Tell Your Sons About Kevin Ware

“The ultimate measure of a man is not where he stands in moments of comfort and convenience, but where he stands at times of challenge and controversy.” Dr. Martin Luther King, Jr.

Earlier today ESPN released their on camera interview with Louisville basketball player Kevin Ware, his first after breaking his leg during Louisville’s game against Duke on Sunday. In case you haven’t heard (hard to imagine in my NCAA crazed household): Ware suffered an extremely bad break while playing in the game, twisting and breaking his leg in a horrific way. His terrible injury horrified the coaches and both teams, bringing them instantly to hysterical tears and bringing the game to a halt as he was attended to and as players tried to collect themselves. (Warning: Don’t watch the video of this injury that is floating around the internet unless you have an extremely strong stomach, and even then I wouldn’t recommend watching it, as it is heart breaking. And do not encourage your sons to watch it, either. Guaranteed to scare them silly.)

As he lay on the court in shock, Ware kept repeating to his coach and his teammates, “I’m going to be fine. Just go win this game.” The Louisville players pulled themselves together, won the game, and sent the trophy over to Ware’s hospital room so he could see it when he came out of surgery. The very good news is that Ware’s surgery was very successful. He is already out of the hospital and walking on crutches, and is expected to make a full recovery.
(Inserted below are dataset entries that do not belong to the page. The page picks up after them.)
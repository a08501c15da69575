#![warn(clippy::pedantic)]
#![allow(clippy::must_use_candidate)]
//! ** smart_engine **
//! Loads a SmartAI data directory and reports what survived validation.

use smart_engine::data_paths::{config_path, data_path};
use smart_engine::{LoadReport, SMART_ENGINE_VERSION, SmartData, load_config, load_smart_data};

use anyhow::{Context, Result};
use colored::Colorize;

use log::info;

use std::fs;

fn main() -> Result<()> {
    env_logger::init();
    info!("Start: loading SmartAI data...");
    let config = load_config(&config_path());
    let data = load_smart_data(&config).context("while loading SmartAI data")?;
    info!("SmartAI data loaded successfully.");

    print_summary(&data);

    if let Some(report_file) = &config.report_file {
        let path = data_path(report_file);
        let json = serde_json::to_string_pretty(&data.report).context("while serializing load report")?;
        fs::write(&path, json).with_context(|| format!("writing load report to '{}'", path.display()))?;
        println!("report written to {}", path.display().to_string().underline());
    }
    Ok(())
}

fn print_summary(data: &SmartData) {
    println!(
        "{} {}",
        "SMART ENGINE".bright_yellow().underline(),
        SMART_ENGINE_VERSION.dimmed()
    );
    println!(
        "{:>10} paths, {} points, {} gaps",
        data.waypoint_report.paths.to_string().bold(),
        data.waypoint_report.points,
        gap_count(data)
    );
    print_rules(&data.report);
}

fn gap_count(data: &SmartData) -> String {
    let gaps = data.waypoint_report.gaps.len();
    if gaps == 0 {
        gaps.to_string().green().to_string()
    } else {
        gaps.to_string().yellow().to_string()
    }
}

fn print_rules(report: &LoadReport) {
    println!(
        "{:>10} entities, {} rules",
        report.entities.to_string().bold(),
        report.rules
    );
    if report.rejected.is_empty() {
        println!("{:>10}", "no rows rejected".green());
    } else {
        println!("{:>10} rows rejected", report.rejected.len().to_string().bright_red());
        for diag in &report.rejected {
            println!("  {} {diag}", "x".red());
        }
    }
    if !report.warnings.is_empty() {
        println!("{:>10} warnings", report.warnings.len().to_string().yellow());
        for diag in &report.warnings {
            println!("  {} {diag}", "!".yellow());
        }
    }
}
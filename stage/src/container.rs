//! Host container handle.
//!
//! The only DOM side effect the tools perform outside the viewport transform
//! is writing the CSS `cursor` property of the element hosting the stage.

#[cfg(test)]
#[path = "container_test.rs"]
mod container_test;

use std::fmt;

/// Cursor styles the tools write to the host container.
#[derive(Debug, Clone, Copy, PartialEq, Eq)]
pub enum Cursor {
    /// Platform default arrow.
    Default,
    /// Open hand: the surface can be dragged.
    Grab,
    /// Closed hand: the surface is being dragged.
    Grabbing,
}

impl Cursor {
    /// CSS value for the `cursor` property.
    #[must_use]
    pub fn as_css(self) -> &'static str {
        match self {
            Self::Default => "default",
            Self::Grab => "grab",
            Self::Grabbing => "grabbing",
        }
    }
}

impl fmt::Display for Cursor {
    fn fmt(&self, f: &mut fmt::Formatter<'_>) -> fmt::Result {
        f.write_str(self.as_css())
    }
}

/// The element that hosts the rendered stage.
pub trait StageContainer {
    /// Write the cursor style.
    fn set_cursor(&mut self, cursor: Cursor);

    /// The last cursor written through this handle, if any.
    fn cursor(&self) -> Option<Cursor>;
}

/// In-memory container for hosts without a DOM (tests, replay tooling).
#[derive(Debug, Clone, Default)]
pub struct HeadlessContainer {
    cursor: Option<Cursor>,
    writes: usize,
}

impl HeadlessContainer {
    #[must_use]
    pub fn new() -> Self {
        Self::default()
    }

    /// Number of cursor writes received.
    #[must_use]
    pub fn writes(&self) -> usize {
        self.writes
    }
}

impl StageContainer for HeadlessContainer {
    fn set_cursor(&mut self, cursor: Cursor) {
        self.cursor = Some(cursor);
        self.writes += 1;
    }

    fn cursor(&self) -> Option<Cursor> {
        self.cursor
    }
}
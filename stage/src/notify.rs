//! Observer lists for change notification.
//!
//! Viewport and tool state are plain structs; anything that needs to react to
//! a change (a renderer, a toolbar) subscribes here. Dropping the returned
//! [`Subscription`] unsubscribes.
//!
//! Listeners run synchronously inside the mutating call and must not re-enter
//! the object that notified them.

#[cfg(test)]
#[path = "notify_test.rs"]
mod notify_test;

use std::cell::{Cell, RefCell};
use std::rc::{Rc, Weak};

type Listener<E> = Rc<dyn Fn(&E)>;
type ListenerList<E> = RefCell<Vec<(u64, Listener<E>)>>;

/// A list of listeners for events of type `E`.
pub struct Observers<E> {
    listeners: Rc<ListenerList<E>>,
    next_id: Cell<u64>,
}

impl<E> Default for Observers<E> {
    fn default() -> Self {
        Self { listeners: Rc::new(RefCell::new(Vec::new())), next_id: Cell::new(0) }
    }
}

impl<E: 'static> Observers<E> {
    #[must_use]
    pub fn new() -> Self {
        Self::default()
    }

    /// Register a listener; it stays registered while the subscription lives.
    #[must_use = "dropping the subscription unsubscribes immediately"]
    pub fn subscribe(&self, listener: impl Fn(&E) + 'static) -> Subscription<E> {
        let id = self.next_id.get();
        self.next_id.set(id + 1);
        self.listeners.borrow_mut().push((id, Rc::new(listener)));
        Subscription { id, listeners: Rc::downgrade(&self.listeners) }
    }

    /// Deliver `event` to every listener in subscription order.
    pub fn notify(&self, event: &E) {
        let listeners: Vec<Listener<E>> = self.listeners.borrow().iter().map(|(_, l)| Rc::clone(l)).collect();
        for listener in listeners {
            listener(event);
        }
    }

    #[must_use]
    pub fn len(&self) -> usize {
        self.listeners.borrow().len()
    }

    #[must_use]
    pub fn is_empty(&self) -> bool {
        self.len() == 0
    }
}

/// Guard that removes its listener on drop.
pub struct Subscription<E> {
    id: u64,
    listeners: Weak<ListenerList<E>>,
}

impl<E> Drop for Subscription<E> {
    fn drop(&mut self) {
        if let Some(listeners) = self.listeners.upgrade() {
            listeners.borrow_mut().retain(|(id, _)| *id != self.id);
        }
    }
}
Even if you couldn’t care less about basketball (again, hard to imagine these days, but I know that there are some of you out there), you have got to watch Ware’s interview, which you can find here. This is an extraordinarily impressive young man, who has been overwhelmed by the national outpouring of support, but whose calm and centered demeanor shines through. To hear him describe himself as a not very emotional, quiet guy, and then to watch him go on to passionately and eloquently describe his feelings about his teammates and his coach after his ordeal is tremendously moving. While he is still amazed at the extent of his injury, he believes that everything happens for a reason and is prepared to do whatever it takes to return to the court. His grit and determination are inspirational, and brought to mind the wise words of Dr. King.

Show your sons this video as well. Show them this strong young man who is dealing with adversity as we would all want our sons (and ourselves) to: with dignity and grace. Regardless of how the Final Four shakes out, and despite his current challenge, Kevin Ware is already a champion.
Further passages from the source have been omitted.